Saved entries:
________

//! Page selection from query state

use crate::config::pagination::PAGE_PARAM;

use super::query::QueryParams;

/// Parse a raw page value, falling back to 1
///
/// Only positive integers are pages; `None`, `"abc"`, `"-2"`, `"0"` and
/// `"2.5"` all mean page 1. Surrounding whitespace is ignored.
pub fn normalize_page(raw: Option<&str>) -> u32 {
    raw.and_then(|s| s.trim().parse::<u32>().ok())
        .filter(|page| *page >= 1)
        .unwrap_or(1)
}

/// Maps between a page number and the `page` query parameter
#[derive(Debug, Clone, Copy, PartialEq, Eq)]
pub struct PageSelector {
    param: &'static str,
}

impl PageSelector {
    pub fn new() -> Self {
        Self { param: PAGE_PARAM }
    }

    /// Use a different query parameter name
    pub fn with_param(param: &'static str) -> Self {
        Self { param }
    }

    /// Page currently selected by `query`, always >= 1
    pub fn current_page(&self, query: &dyn QueryParams) -> u32 {
        normalize_page(query.get_param(self.param).as_deref())
    }

    /// Select `page` by rewriting the query parameter in place
    pub fn go_to_page(&self, query: &mut dyn QueryParams, page: u32) {
        query.set_param(self.param, &page.max(1).to_string());
    }
}

impl Default for PageSelector {
    fn default() -> Self {
        Self::new()
    }
}

#[cfg(test)]
mod tests {
    use super::*;
    use crate::navigation::query::Location;

    fn current(url: &str) -> u32 {
        PageSelector::new().current_page(&Location::parse(url).unwrap())
    }

    #[test]
    fn test_missing_page() {
        assert_eq!(current("http://localhost/"), 1);
    }

    #[test]
    fn test_non_numeric_page() {
        assert_eq!(current("http://localhost/?page=abc"), 1);
    }

    #[test]
    fn test_negative_and_zero_page() {
        assert_eq!(current("http://localhost/?page=-3"), 1);
        assert_eq!(current("http://localhost/?page=0"), 1);
    }

    #[test]
    fn test_numeric_page() {
        assert_eq!(current("http://localhost/?page=5"), 5);
        assert_eq!(current("http://localhost/?page=3"), 3);
    }

    #[test]
    fn test_normalize_page() {
        assert_eq!(normalize_page(None), 1);
        assert_eq!(normalize_page(Some("")), 1);
        assert_eq!(normalize_page(Some("2.5")), 1);
        assert_eq!(normalize_page(Some(" 7 ")), 7);
        assert_eq!(normalize_page(Some("99999999999999")), 1);
    }

    #[test]
    fn test_go_to_page() {
        let selector = PageSelector::new();
        let mut location = Location::parse("http://localhost/?category=villain").unwrap();

        selector.go_to_page(&mut location, 4);

        assert_eq!(selector.current_page(&location), 4);
        assert_eq!(location.get_param("category").as_deref(), Some("villain"));
        assert_eq!(location.query(), Some("category=villain&page=4"));
    }

    #[test]
    fn test_go_to_page_zero_selects_first() {
        let selector = PageSelector::new();
        let mut location = Location::parse("http://localhost/?page=3").unwrap();
        selector.go_to_page(&mut location, 0);
        assert_eq!(location.get_param("page").as_deref(), Some("1"));
    }

    #[test]
    fn test_custom_param() {
        let selector = PageSelector::with_param("p");
        let location = Location::parse("http://localhost/?p=2&page=9").unwrap();
        assert_eq!(selector.current_page(&location), 2);
    }
}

________

* _BRIEF_:
Your task is to restate, word for word, the lines from the beginning of the records to the line with "pub fn normalize_page(raw: Option<&str>)", inclusive.

* _RESPONSE_:
//! Page selection from query state

use crate::config::pagination::PAGE_PARAM;

use super::query::QueryParams;

/// Parse a raw page value, falling back to 1
///
/// Only positive integers are pages; `None`, `"abc"`, `"-2"`, `"0"` and
/// `"2.5"` all mean page 1. Surrounding whitespace is ignored.
pub fn normalize_page(raw: Option<&str>) -> u32 {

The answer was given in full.